Stored data ▸
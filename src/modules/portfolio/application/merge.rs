//! Deep merge of stored locale documents onto their defaults.
//!
//! One level deep: each flat section is a key-wise union where the stored
//! value wins, `experiences` is replaced as a whole, and `footer` is taken
//! verbatim when present. Nothing here fails; a field with the wrong shape
//! keeps the base value and logs a warning. Inside `experiences` only the
//! unreadable items are dropped.

use serde_json::Value;
use tracing::warn;

use crate::portfolio::domain::defaults::default_document;
use crate::portfolio::domain::entities::{
    json_kind, ExperienceItem, LocaleDocument, Locales, PartialLocaleDocument, Portfolio,
    PortfolioRecord, SectionKind, TextSection,
};
use crate::portfolio::domain::lenient;
use crate::portfolio::domain::locale::LocaleCode;

/// Merges `incoming` onto `base`. `None` returns `base` unchanged.
pub fn merge(base: &LocaleDocument, incoming: Option<&PartialLocaleDocument>) -> LocaleDocument {
    let Some(incoming) = incoming else {
        return base.clone();
    };

    let mut merged = base.clone();

    for kind in SectionKind::ALL {
        if let Some(value) = incoming.field(kind.key()) {
            merge_section(merged.section_mut(kind), kind, value);
        }
    }

    if let Some(value) = incoming.field("experiences") {
        if let Some(experiences) = read_experiences(value) {
            merged.experiences = experiences;
        }
    }

    match incoming.field("footer") {
        Some(Value::String(footer)) => merged.footer = footer.clone(),
        Some(other) => warn!(kind = json_kind(other), "Ignoring non-string footer"),
        None => {}
    }

    for (key, value) in incoming.unknown_fields() {
        if !value.is_null() {
            merged.extra.insert(key.clone(), value.clone());
        }
    }

    merged
}

/// Merges stored content for `locale` onto that locale's default document.
pub fn merge_with_default(
    locale: LocaleCode,
    incoming: Option<&PartialLocaleDocument>,
) -> LocaleDocument {
    merge(&default_document(locale), incoming)
}

/// Turns a raw service record into a portfolio whose locales are both complete.
pub fn normalize_portfolio(record: PortfolioRecord) -> Portfolio {
    let stored = record.locales.unwrap_or_default();

    Portfolio {
        id: record.id,
        slug: record.slug,
        email: record.email,
        phone: record.phone,
        dob: record.dob,
        skills: record.skills,
        is_public: record.is_public != Some(false),
        locales: Locales {
            en: merge_with_default(LocaleCode::En, stored.get(LocaleCode::En)),
            vi: merge_with_default(LocaleCode::Vi, stored.get(LocaleCode::Vi)),
        },
    }
}

fn merge_section(target: &mut TextSection, kind: SectionKind, value: &Value) {
    let Value::Object(entries) = value else {
        warn!(
            section = kind.key(),
            kind = json_kind(value),
            "Ignoring section that is not an object"
        );
        return;
    };

    for (key, entry) in entries {
        match entry {
            Value::String(text) => target.set(key.clone(), text.clone()),
            Value::Null => {}
            other => warn!(
                section = kind.key(),
                key = key.as_str(),
                kind = json_kind(other),
                "Ignoring non-string section value"
            ),
        }
    }
}

/// `Some` for any array; elements that cannot be read as an item are skipped
/// one by one so the rest of the list survives.
fn read_experiences(value: &Value) -> Option<Vec<ExperienceItem>> {
    match value {
        Value::Array(items) => Some(lenient::read_list(items.clone())),
        other => {
            warn!(kind = json_kind(other), "Ignoring experiences that are not a list");
            None
        }
    }
}

#[cfg(test)]
mod tests {
    use super::*;
    use crate::portfolio::application::submission::{build_submission, TopLevelFields};
    use crate::portfolio::domain::entities::{ExperienceProject, DOCUMENT_KEYS};
    use crate::tests::support::fixtures::portfolio_record as fixture_record;
    use serde_json::json;

    fn partial(value: Value) -> PartialLocaleDocument {
        PartialLocaleDocument::from(value)
    }

    fn customized_en() -> LocaleDocument {
        let mut doc = default_document(LocaleCode::En);
        doc.nav.set("home", "Start");
        doc.hero.set("title", "Fullstack Developer");
        doc.hero.set("summary", "Builds things.");
        doc.profile.set("name", "Nguyen Van A");
        doc.profile.set("address", "Da Nang");
        doc.about.set("title", "Who I am");
        doc.skills.set("title", "Toolbox");
        doc.experience.set("team", "Crew");
        doc.education.set("school", "HCMUT");
        doc.contact.set("intro", "Write me.");
        doc.footer = "© {{year}} Nguyen Van A".to_string();
        doc.experiences = vec![ExperienceItem {
            company: "Acme".into(),
            role: "Engineer".into(),
            period: "2020 - 2023".into(),
            projects: vec![ExperienceProject {
                name: "Billing".into(),
                description: "Invoices".into(),
                team_size: "4".into(),
                responsibilities: vec!["API".into()],
                tech: vec!["Rust".into(), "Postgres".into()],
            }],
        }];
        doc
    }

    #[test]
    fn test_absent_incoming_returns_base() {
        let base = default_document(LocaleCode::En);

        assert_eq!(merge(&base, None), base);
    }

    #[test]
    fn test_empty_object_yields_defaults() {
        let base = default_document(LocaleCode::En);

        let merged = merge(&base, Some(&partial(json!({}))));

        assert_eq!(merged, default_document(LocaleCode::En));
    }

    #[test]
    fn test_missing_sub_keys_fall_back_to_base() {
        let base = default_document(LocaleCode::En);

        let merged = merge(&base, Some(&partial(json!({"hero": {"title": "Dev"}}))));

        assert_eq!(merged.hero.get("title"), "Dev");
        assert_eq!(merged.hero.get("greeting"), "Hi, I'm");
        assert_eq!(merged.hero.get("viewExperience"), "View experience");
    }

    #[test]
    fn test_unknown_sub_keys_are_kept() {
        let base = default_document(LocaleCode::En);

        let merged = merge(
            &base,
            Some(&partial(json!({"education": {"school": "HCMUT", "gpa": "3.6"}}))),
        );

        assert_eq!(merged.education.get("title"), "Education");
        assert_eq!(merged.education.get("school"), "HCMUT");
        assert_eq!(merged.education.get("gpa"), "3.6");
    }

    #[test]
    fn test_merge_is_one_level_deep() {
        let base = default_document(LocaleCode::En);

        let merged = merge(
            &base,
            Some(&partial(json!({"about": {"title": {"nested": "x"}, "email": "Mail"}}))),
        );

        assert_eq!(merged.about.get("title"), "About");
        assert_eq!(merged.about.get("email"), "Mail");
    }

    #[test]
    fn test_removed_fields_restore_defaults_and_present_fields_survive() {
        let base = default_document(LocaleCode::En);
        let full = serde_json::to_value(customized_en()).unwrap();
        let defaults = serde_json::to_value(&base).unwrap();

        // Every subset of the document keys, from nothing removed to everything removed.
        for mask in 0u32..(1 << DOCUMENT_KEYS.len()) {
            let removed: Vec<&str> = DOCUMENT_KEYS
                .iter()
                .enumerate()
                .filter(|(bit, _)| mask & (1 << bit) != 0)
                .map(|(_, key)| *key)
                .collect();

            let mut value = full.clone();
            for key in &removed {
                value.as_object_mut().unwrap().remove(*key);
            }

            let merged = serde_json::to_value(merge(&base, Some(&partial(value)))).unwrap();

            for key in DOCUMENT_KEYS {
                let expected = if removed.contains(&key) { &defaults[key] } else { &full[key] };
                assert_eq!(&merged[key], expected, "removed {removed:?}, checking {key}");
            }
        }
    }

    #[test]
    fn test_removing_several_sections_at_once() {
        let base = default_document(LocaleCode::En);
        let mut value = serde_json::to_value(customized_en()).unwrap();
        for key in ["about", "skills", "experience", "education", "experiences"] {
            value.as_object_mut().unwrap().remove(key);
        }

        let merged = merge(&base, Some(&partial(value)));

        assert_eq!(merged.about, base.about);
        assert_eq!(merged.skills, base.skills);
        assert_eq!(merged.experience, base.experience);
        assert_eq!(merged.education, base.education);
        assert!(merged.experiences.is_empty());
        assert_eq!(merged.hero.get("title"), "Fullstack Developer");
        assert_eq!(merged.footer, "© {{year}} Nguyen Van A");
    }

    #[test]
    fn test_merge_is_idempotent() {
        let base = default_document(LocaleCode::Vi);
        let incoming = partial(json!({
            "hero": {"title": "Kỹ sư"},
            "experiences": [{"company": "Acme"}],
            "footer": "",
            "awards": ["x"]
        }));

        let once = merge(&base, Some(&incoming));
        let twice = merge(&base, Some(&PartialLocaleDocument::from(&once)));

        assert_eq!(once, twice);
    }

    #[test]
    fn test_empty_experiences_replace_base_list() {
        let base = customized_en();

        let merged = merge(&base, Some(&partial(json!({"experiences": []}))));

        assert!(merged.experiences.is_empty());
    }

    #[test]
    fn test_present_experiences_replace_whole_list() {
        let base = customized_en();

        let merged = merge(
            &base,
            Some(&partial(json!({"experiences": [{"company": "Globex", "role": "CTO"}]}))),
        );

        assert_eq!(merged.experiences.len(), 1);
        assert_eq!(merged.experiences[0].company, "Globex");
        assert_eq!(merged.experiences[0].period, "");
        assert!(merged.experiences[0].projects.is_empty());
    }

    #[test]
    fn test_absent_experiences_keep_base() {
        let base = customized_en();

        let merged = merge(&base, Some(&partial(json!({"hero": {}}))));

        assert_eq!(merged.experiences, base.experiences);
    }

    #[test]
    fn test_explicit_empty_footer_wins() {
        let base = default_document(LocaleCode::En);

        let merged = merge(&base, Some(&partial(json!({"footer": ""}))));

        assert_eq!(merged.footer, "");
    }

    #[test]
    fn test_malformed_fields_degrade_to_base() {
        let base = customized_en();
        let shapes = [
            json!({"experiences": {"company": "not a list"}}),
            json!({"experiences": "nope"}),
            json!({"hero": "Dev"}),
            json!({"nav": [1, 2, 3]}),
            json!({"footer": 2026}),
            json!({"profile": {"name": 7}}),
            json!({"skills": null, "contact": true}),
        ];

        for shape in shapes {
            let merged = merge(&base, Some(&partial(shape.clone())));
            assert_eq!(merged, base, "shape {shape} changed the document");
        }
    }

    #[test]
    fn test_unreadable_experience_items_are_skipped_one_by_one() {
        let base = customized_en();

        let merged = merge(
            &base,
            Some(&partial(json!({"experiences": [
                1,
                {"company": "Globex", "period": 2021},
                "text",
                {"company": "Initech"}
            ]}))),
        );

        let companies: Vec<_> = merged.experiences.iter().map(|e| e.company.as_str()).collect();
        assert_eq!(companies, vec!["Globex", "Initech"]);
        assert_eq!(merged.experiences[0].period, "");
    }

    #[test]
    fn test_null_sub_fields_keep_the_whole_list_through_save() {
        let mut record = fixture_record("jane");
        record.locales = serde_json::from_value::<PortfolioRecord>(json!({
            "locales": {"en": {"experiences": [
                {
                    "company": "Acme",
                    "role": "Engineer",
                    "period": "2020",
                    "projects": [{"name": "Billing", "teamSize": null}]
                },
                {"company": "Globex", "role": "CTO", "period": null, "projects": null}
            ]}}
        }))
        .unwrap()
        .locales;

        let portfolio = normalize_portfolio(record);
        assert_eq!(portfolio.locales.en.experiences.len(), 2);
        assert_eq!(portfolio.locales.en.experiences[0].projects[0].team_size, "");
        assert!(portfolio.locales.en.experiences[1].projects.is_empty());

        let payload = build_submission(
            &TopLevelFields::from_portfolio(&portfolio),
            &portfolio.locales.en,
            &portfolio.locales.vi,
        )
        .unwrap();
        assert_eq!(payload.locales.en.experiences.len(), 2);
        assert_eq!(payload.locales.en.experiences[1].company, "Globex");
    }

    #[test]
    fn test_non_object_document_is_treated_as_empty() {
        let base = default_document(LocaleCode::En);

        for value in [json!(null), json!(42), json!("text"), json!([1, 2])] {
            assert_eq!(merge(&base, Some(&partial(value))), base);
        }
    }

    #[test]
    fn test_unknown_top_level_fields_are_carried() {
        let base = default_document(LocaleCode::En);

        let merged = merge(&base, Some(&partial(json!({"awards": ["Best talk"]}))));

        assert_eq!(merged.extra.get("awards"), Some(&json!(["Best talk"])));
    }

    #[test]
    fn test_normalize_portfolio_fills_both_locales() {
        let record: PortfolioRecord = serde_json::from_value(json!({
            "id": "p1",
            "slug": "jane",
            "email": "jane@example.com",
            "locales": {"en": {"profile": {"name": "Jane"}}}
        }))
        .unwrap();

        let portfolio = normalize_portfolio(record);

        assert!(portfolio.is_public);
        assert_eq!(portfolio.locales.en.profile.get("name"), "Jane");
        assert_eq!(portfolio.locales.en.nav.get("home"), "Home");
        assert_eq!(portfolio.locales.vi, default_document(LocaleCode::Vi));
    }

    #[test]
    fn test_normalize_portfolio_respects_explicit_private() {
        let record = PortfolioRecord {
            is_public: Some(false),
            ..Default::default()
        };

        let portfolio = normalize_portfolio(record);

        assert!(!portfolio.is_public);
        assert_eq!(portfolio.locales.en, default_document(LocaleCode::En));
    }
}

Exercise ▸
A single number is required: the count of lines in the entries that include the word "into".

Written answer ▸
9